Please give back only the lines below from the one containing "if let Some(rate)" to the one containing "pub fn stage_delay(&self)", each repeated word for word, both ends included.

━━━━━━━━━━

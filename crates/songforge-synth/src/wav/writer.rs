//! Core WAV writing and PCM conversion functions.

use std::io::{self, Write};

use super::format::{WavFormat, FMT_CHUNK_LEN, FORMAT_PCM, HEADER_LEN};

/// Full-scale 16-bit magnitude.
const PCM16_SCALE: f64 = 32767.0;

/// Clamps a byte count to the 32-bit size fields of the RIFF header.
fn size_field(len: usize) -> u32 {
    u32::try_from(len).unwrap_or(u32::MAX)
}

/// Builds the canonical 44-byte header for `data_len` bytes of samples.
///
/// Size fields saturate at `u32::MAX` for data beyond the 4 GiB RIFF limit.
pub(crate) fn header_bytes(format: &WavFormat, data_len: usize) -> [u8; HEADER_LEN] {
    let data_size = size_field(data_len);
    let riff_size = data_size.saturating_add(36); // File size minus the 8-byte RIFF preamble
    let mut header = [0u8; HEADER_LEN];

    header[0..4].copy_from_slice(b"RIFF");
    header[4..8].copy_from_slice(&riff_size.to_le_bytes());
    header[8..12].copy_from_slice(b"WAVE");

    header[12..16].copy_from_slice(b"fmt ");
    header[16..20].copy_from_slice(&FMT_CHUNK_LEN.to_le_bytes());
    header[20..22].copy_from_slice(&FORMAT_PCM.to_le_bytes());
    header[22..24].copy_from_slice(&format.channels.to_le_bytes());
    header[24..28].copy_from_slice(&format.sample_rate.to_le_bytes());
    header[28..32].copy_from_slice(&format.byte_rate().to_le_bytes());
    header[32..34].copy_from_slice(&format.block_align().to_le_bytes());
    header[34..36].copy_from_slice(&format.bits_per_sample.to_le_bytes());

    header[36..40].copy_from_slice(b"data");
    header[40..44].copy_from_slice(&data_size.to_le_bytes());
    header
}

/// Writes a complete WAV file to a writer.
///
/// `pcm_data` must already be interleaved little-endian samples matching
/// `format`.
pub fn write_wav<W: Write>(writer: &mut W, format: &WavFormat, pcm_data: &[u8]) -> io::Result<()> {
    writer.write_all(&header_bytes(format, pcm_data.len()))?;
    writer.write_all(pcm_data)?;
    Ok(())
}

/// Writes a WAV file into a new byte vector.
pub fn write_wav_to_vec(format: &WavFormat, pcm_data: &[u8]) -> Vec<u8> {
    let mut buffer = Vec::with_capacity(HEADER_LEN + pcm_data.len());
    buffer.extend_from_slice(&header_bytes(format, pcm_data.len()));
    buffer.extend_from_slice(pcm_data);
    buffer
}

/// Quantizes one float sample to 16-bit PCM.
///
/// Clamps to `[-1, 1]`, scales by 32767 and truncates toward zero, so the
/// result is always within `[-32767, 32767]`.
#[inline]
pub fn quantize(sample: f32) -> i16 {
    let clipped = (sample as f64).clamp(-1.0, 1.0);
    (clipped * PCM16_SCALE) as i16
}

/// Converts planar channels to interleaved 16-bit PCM bytes.
///
/// Frame `i` is written as channel 0, channel 1, ... before frame `i + 1`.
/// Channels are truncated to the shortest one.
pub fn channels_to_pcm16(channels: &[&[f32]]) -> Vec<u8> {
    let frames = channels.iter().map(|c| c.len()).min().unwrap_or(0);
    let mut pcm = Vec::with_capacity(frames * channels.len() * 2);

    for i in 0..frames {
        for channel in channels {
            pcm.extend_from_slice(&quantize(channel[i]).to_le_bytes());
        }
    }

    pcm
}
//! Error types for the synthesis core.

use thiserror::Error;

/// Result type for synthesis operations.
pub type SynthResult<T> = Result<T, SynthError>;

/// Errors that can occur around song synthesis.
///
/// `synthesize` and `encode` themselves never fail. These variants cover the
/// request layer, cooperative cancellation and writing WAV files.
#[derive(Debug, Error)]
pub enum SynthError {
    /// Synthesis was cancelled before the buffer was complete.
    #[error("synthesis cancelled after {frames_rendered} frames")]
    Cancelled {
        /// Frames written before the cancel flag was observed.
        frames_rendered: usize,
    },

    /// A song request is missing required fields.
    #[error("missing required fields: {}", missing.join(", "))]
    InvalidRequest {
        /// Names of every missing field, in declaration order.
        missing: Vec<String>,
    },

    /// I/O error.
    #[error("I/O error: {0}")]
    Io(#[from] std::io::Error),
}

impl SynthError {
    /// Stable error code for programmatic handling.
    pub fn code(&self) -> &'static str {
        match self {
            SynthError::Cancelled { .. } => "SYNTH_001",
            SynthError::InvalidRequest { .. } => "SYNTH_002",
            SynthError::Io(_) => "SYNTH_003",
        }
    }
}

/// Errors produced while parsing a WAV container.
#[derive(Debug, Clone, PartialEq, Eq, Error)]
pub enum WavError {
    /// Fewer bytes than a canonical header.
    #[error("buffer too short: {len} bytes, need at least {needed}")]
    TooShort {
        /// Actual length.
        len: usize,
        /// Required length.
        needed: usize,
    },

    /// A chunk identifier did not match.
    #[error("bad chunk id at offset {offset}: expected {expected:?}")]
    BadChunkId {
        /// Byte offset of the identifier.
        offset: usize,
        /// The identifier that was expected.
        expected: &'static str,
    },

    /// Audio format tag other than PCM.
    #[error("unsupported audio format tag {0} (only PCM = 1)")]
    UnsupportedFormat(u16),

    /// Bit depth other than 16.
    #[error("unsupported bit depth {0} (only 16-bit)")]
    UnsupportedBitDepth(u16),

    /// The data chunk claims more bytes than are present.
    #[error("data chunk truncated: header declares {declared} bytes, {available} available")]
    Truncated {
        /// Size declared by the data chunk header.
        declared: usize,
        /// Bytes actually present after the header.
        available: usize,
    },
}

#[cfg(test)]
mod tests {
    use super::*;

    #[test]
    fn test_invalid_request_lists_fields() {
        let err = SynthError::InvalidRequest {
            missing: vec!["title".to_string(), "duration".to_string()],
        };
        assert_eq!(err.to_string(), "missing required fields: title, duration");
        assert_eq!(err.code(), "SYNTH_002");
    }

    #[test]
    fn test_io_error_converts() {
        let err: SynthError =
            std::io::Error::new(std::io::ErrorKind::PermissionDenied, "read-only").into();
        assert_eq!(err.code(), "SYNTH_003");
        assert!(err.to_string().contains("read-only"));
    }

    #[test]
    fn test_cancelled_message() {
        let err = SynthError::Cancelled { frames_rendered: 10 };
        assert_eq!(err.code(), "SYNTH_001");
        assert!(err.to_string().contains("10 frames"));
    }

    #[test]
    fn test_wav_error_messages() {
        assert!(WavError::UnsupportedFormat(3)
            .to_string()
            .contains("format tag 3"));
    }
}
//! Generator configuration.
//!
//! Values come from an optional JSON file and are then overridden by
//! command-line flags. Missing keys take the defaults below.

use anyhow::{bail, Context, Result};
use serde::{Deserialize, Serialize};
use std::path::{Path, PathBuf};
use std::time::Duration;

use songforge_synth::{DEFAULT_SAMPLE_RATE, MAX_SAMPLE_RATE};

/// Configuration for the `generate` command.
#[derive(Debug, Clone, PartialEq, Eq, Serialize, Deserialize)]
#[serde(default, deny_unknown_fields)]
pub struct GeneratorConfig {
    /// Output sample rate in Hz.
    pub sample_rate: u32,
    /// Directory that receives the WAV file and report.
    pub out_root: PathBuf,
    /// Delay between progress stages, in milliseconds. 0 disables waiting.
    pub stage_delay_ms: u64,
    /// Print the playable data URI after generation.
    pub data_uri: bool,
    /// Write `{stem}.report.json` next to the WAV file.
    pub write_report: bool,
}

impl Default for GeneratorConfig {
    fn default() -> Self {
        Self {
            sample_rate: DEFAULT_SAMPLE_RATE,
            out_root: PathBuf::from("."),
            stage_delay_ms: 0,
            data_uri: false,
            write_report: true,
        }
    }
}

/// Flag values that override the configuration file.
#[derive(Debug, Clone, Default)]
pub struct ConfigOverrides {
    pub sample_rate: Option<u32>,
    pub out_root: Option<PathBuf>,
    pub stage_delay_ms: Option<u64>,
    pub data_uri: bool,
    pub no_report: bool,
}

impl GeneratorConfig {
    /// Loads a configuration file.
    pub fn load(path: &Path) -> Result<Self> {
        let content = std::fs::read_to_string(path)
            .with_context(|| format!("Failed to read config file: {}", path.display()))?;
        serde_json::from_str(&content)
            .with_context(|| format!("Failed to parse config file: {}", path.display()))
    }

    /// Loads `path` if given, otherwise the defaults.
    pub fn load_or_default(path: Option<&Path>) -> Result<Self> {
        match path {
            Some(path) => Self::load(path),
            None => Ok(Self::default()),
        }
    }

    /// Applies command-line overrides.
    pub fn with_overrides(mut self, overrides: &ConfigOverrides) -> Self {
        if let Some(rate) = overrides.sample_rate {
            self.sample_rate = rate;
        }
        if let Some(ref root) = overrides.out_root {
            self.out_root = root.clone();
        }
        if let Some(delay) = overrides.stage_delay_ms {
            self.stage_delay_ms = delay;
        }
        self.data_uri |= overrides.data_uri;
        if overrides.no_report {
            self.write_report = false;
        }
        self
    }

    /// Rejects values the generator cannot use.
    pub fn validate(&self) -> Result<()> {
        if self.sample_rate == 0 || self.sample_rate > MAX_SAMPLE_RATE {
            bail!(
                "invalid sample rate: {} (expected 1..={})",
                self.sample_rate,
                MAX_SAMPLE_RATE
            );
        }
        Ok(())
    }

    /// Delay between progress stages.
    pub fn stage_delay(&self) -> Duration {
        Duration::from_millis(self.stage_delay_ms)
    }
}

━━━━━━━━━━

■ YOUR RESPONSE
        if let Some(rate) = overrides.sample_rate {
            self.sample_rate = rate;
        }
        if let Some(ref root) = overrides.out_root {
            self.out_root = root.clone();
        }
        if let Some(delay) = overrides.stage_delay_ms {
            self.stage_delay_ms = delay;
        }
        self.data_uri |= overrides.data_uri;
        if overrides.no_report {
            self.write_report = false;
        }
        self
    }

    /// Rejects values the generator cannot use.
    pub fn validate(&self) -> Result<()> {
        if self.sample_rate == 0 || self.sample_rate > MAX_SAMPLE_RATE {
            bail!(
                "invalid sample rate: {} (expected 1..={})",
                self.sample_rate,
                MAX_SAMPLE_RATE
            );
        }
        Ok(())
    }

    /// Delay between progress stages.
    pub fn stage_delay(&self) -> Duration {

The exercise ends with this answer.